Posted: 05/21/11 11:54 AM ET

I was talking to the young daughter of a friend. She had just earned her MBA from a top school and was about to take a job with a big-name technology company.

I told her: "I have a good friend there. It's great place for women. She's president of the Women's Leadership group." Whereupon I offered an introduction.

After an uncomfortable pause, she said: "I'm going to sound arrogant. I just got top marks at a school that most people can't even get in. I was picked over something like 300 candidates for this job. I beat out a lot of men to get it. I don't think I need extra help. In fact, a lot of women I know see those groups as a distraction -- just a place to go to complain. I've even heard that being too active in them hurts your relationship with male co-workers."

When you add up all the recent gender scorecards, she has a point. Given world-shaking female progress, why women and not a club for left-handers?

Numbers of women equal or are surpassing men in virtually all the professional schools. New Census figures show that working women are, on the whole, better educated than men. Female managers at the entry and mid level are roughly 50-50 with men.

Men were disproportionately hammered by the recession -- some call it the "mancession" -- because they were concentrated in hard-hit industries and their higher-salaries made them a target of opportunity for the cost-cutters.

We're starting to see the term "gender fatigue." We've been talking so long about female equality in the workplace that it feels like arguing that women should have the right to vote.

No doubt, we've traveled some distance from the days when women who joined corporations were simply tossed into the steno pool to tread water -- until they married, left, and never returned.

But why, despite the progress, are companies still losing talented women at a rate that has caused the thought-leaders to invest in ambitious efforts to retain them. The ultra-cynical might say it's an investment that is nice to trot out for class-action suits. More realistically, companies see a talent drain in an era of globalization. Some ten years ago, McKenzie & Company labeled the competition for the best talent a "war."

Like most ideas that quickly acquire their own buzz words, the "opt out revolution" that hit the headlines several years ago, and had women fleeing corporations in droves, has been overstated.

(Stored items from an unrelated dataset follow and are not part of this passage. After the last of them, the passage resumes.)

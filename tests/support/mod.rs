#![allow(dead_code)]

use std::sync::{Mutex, MutexGuard};
use std::thread;
use std::time::{Duration, Instant};

use error_lens::{
    GenerationHost, GenerationJob, LockPolicy, ModelCatalog, PromptFormatter, Session,
    SnippetCatalog, FEEDBACK_QUESTIONS,
};
use feedback_store::{FeedbackStore, MemoryBackend};
use inference_provider::RunId;

/// Records every job and hands out increasing run ids.
#[derive(Default)]
pub struct HostSpy {
    pub next_run_id: RunId,
    pub started_jobs: Vec<GenerationJob>,
    pub refuse_with: Option<String>,
}

impl HostSpy {
    pub fn with_next_run_id(run_id: RunId) -> Self {
        Self {
            next_run_id: run_id,
            ..Self::default()
        }
    }
}

impl GenerationHost for HostSpy {
    fn start_generation(&mut self, job: GenerationJob) -> Result<RunId, String> {
        if let Some(error) = &self.refuse_with {
            return Err(error.clone());
        }

        self.started_jobs.push(job);
        let run_id = self.next_run_id;
        self.next_run_id += 1;
        Ok(run_id)
    }
}

pub fn memory_session(policy: LockPolicy) -> (Session, MemoryBackend) {
    let backend = MemoryBackend::new();
    let store = FeedbackStore::open(backend.clone()).expect("memory store opens");
    let models = ModelCatalog::builtin();
    let formatter = PromptFormatter::builtin(models.list());
    let session = Session::new(SnippetCatalog::builtin(), models, formatter, store, policy)
        .expect("builtin configuration is valid");
    (session, backend)
}

/// Requests a generation and completes it with `text`.
pub fn generate(session: &mut Session, host: &mut HostSpy, text: &str) -> RunId {
    let run_id = session
        .request_generation(host)
        .expect("generation should start");
    session.on_generation_finished(run_id, text.to_string());
    run_id
}

pub fn answer_all(session: &mut Session, value: bool) {
    for question in FEEDBACK_QUESTIONS.iter() {
        session
            .set_feedback_answer(question.id, value)
            .expect("known question");
    }
}

pub fn lock_unpoisoned<T>(mutex: &Mutex<T>) -> MutexGuard<'_, T> {
    match mutex.lock() {
        Ok(guard) => guard,
        Err(poisoned) => poisoned.into_inner(),
    }
}

pub fn wait_until(
    timeout: Duration,
    mut tick: impl FnMut(),
    mut predicate: impl FnMut() -> bool,
) -> bool {
    let start = Instant::now();
    while start.elapsed() < timeout {
        tick();
        if predicate() {
            return true;
        }

        thread::sleep(Duration::from_millis(10));
    }

    tick();
    predicate()
}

Women leave for many reasons -- family being the main one.

Still, says one Catalyst study, a third of women who left corporations departed because they didn't feel they were taken seriously. Many are quitting to start their own businesses. The entrepreneurial urge can strike anyone. But according to California's Cheskin Research, women are striking out on their own at twice the rate of men.

Blatant discrimination has legal recourse, and most companies have evolved to a state of gender-blindness in policy and practice. But large organizations have been devising exclusions for those who don't fit the mold a lot longer than we've been trying to defeat them. Culture is subtle.

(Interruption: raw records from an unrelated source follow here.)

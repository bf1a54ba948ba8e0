//! Environment configuration.

use std::env;
use std::path::PathBuf;
use std::time::Duration;

use inference_provider_mock::MOCK_PROVIDER_ID;
use inference_provider_ollama::DEFAULT_OLLAMA_BASE_URL;

use crate::cache::LockPolicy;
use crate::error::ConfigError;

pub const PROVIDER_ENV_VAR: &str = "ERROR_LENS_PROVIDER";
pub const OLLAMA_URL_ENV_VAR: &str = "ERROR_LENS_OLLAMA_URL";
pub const TIMEOUT_ENV_VAR: &str = "ERROR_LENS_TIMEOUT_SEC";
pub const DATA_DIR_ENV_VAR: &str = "ERROR_LENS_DATA_DIR";
pub const LOCK_POLICY_ENV_VAR: &str = "ERROR_LENS_LOCK_POLICY";
pub const SEED_ENV_VAR: &str = "ERROR_LENS_SEED";

pub const DEFAULT_DATA_DIR: &str = ".error_lens";

#[derive(Debug, Clone, PartialEq, Eq)]
pub struct LensConfig {
    pub provider_id: String,
    pub ollama_url: String,
    pub timeout: Option<Duration>,
    pub data_dir: PathBuf,
    pub lock_policy: LockPolicy,
    pub seed: Option<u64>,
}

impl Default for LensConfig {
    fn default() -> Self {
        Self {
            provider_id: MOCK_PROVIDER_ID.to_string(),
            ollama_url: DEFAULT_OLLAMA_BASE_URL.to_string(),
            timeout: None,
            data_dir: PathBuf::from(DEFAULT_DATA_DIR),
            lock_policy: LockPolicy::default(),
            seed: None,
        }
    }
}

impl LensConfig {
    pub fn from_env() -> Result<Self, ConfigError> {
        let defaults = Self::default();

        let lock_policy = match env_string_opt(LOCK_POLICY_ENV_VAR) {
            Some(value) => LockPolicy::parse(&value).ok_or_else(|| {
                ConfigError::invalid(
                    LOCK_POLICY_ENV_VAR,
                    value.as_str(),
                    "expected feedback-unlocks or feedback-locks",
                )
            })?,
            None => defaults.lock_policy,
        };

        let timeout = env_string_opt(TIMEOUT_ENV_VAR)
            .map(|value| match value.trim().parse::<u64>() {
                Ok(seconds) if seconds > 0 => Ok(Duration::from_secs(seconds)),
                _ => Err(ConfigError::invalid(
                    TIMEOUT_ENV_VAR,
                    value.as_str(),
                    "expected a positive number of seconds",
                )),
            })
            .transpose()?;

        let seed = env_string_opt(SEED_ENV_VAR)
            .map(|value| {
                value.trim().parse::<u64>().map_err(|error| {
                    ConfigError::invalid(SEED_ENV_VAR, value.as_str(), error.to_string())
                })
            })
            .transpose()?;

        Ok(Self {
            provider_id: env_string_opt(PROVIDER_ENV_VAR)
                .map(|value| value.trim().to_string())
                .unwrap_or(defaults.provider_id),
            ollama_url: env_string_opt(OLLAMA_URL_ENV_VAR).unwrap_or(defaults.ollama_url),
            timeout,
            data_dir: env_string_opt(DATA_DIR_ENV_VAR)
                .map(PathBuf::from)
                .unwrap_or(defaults.data_dir),
            lock_policy,
            seed,
        })
    }
}

fn env_string_opt(key: &str) -> Option<String> {
    env::var(key).ok().and_then(|value| {
        if value.trim().is_empty() {
            None
        } else {
            Some(value)
        }
    })
}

Writing in Salon, Caryl Rivers says that the much-heralded moves of women into top spots isn't always what it appears. "Women's gains," she argues," are hard-won and easily lost." She points to a Yale study that found that small mistakes were more likely to knock a woman out of a senior position than they would a man -- a phenomenon known as "the glass cliff." Carly Fiorina may have tumbled off one at HP. A team of British researchers also found that women tend to be appointed over qualified men to positions at the top when there was a high risk of failure.

As in physics, for every expert opinion there is an equal and opposite expert opinion. But, still, there are indications that, differences company to company duly noted, the reality of gender equality in American corporations falls short of the sunny pronouncements.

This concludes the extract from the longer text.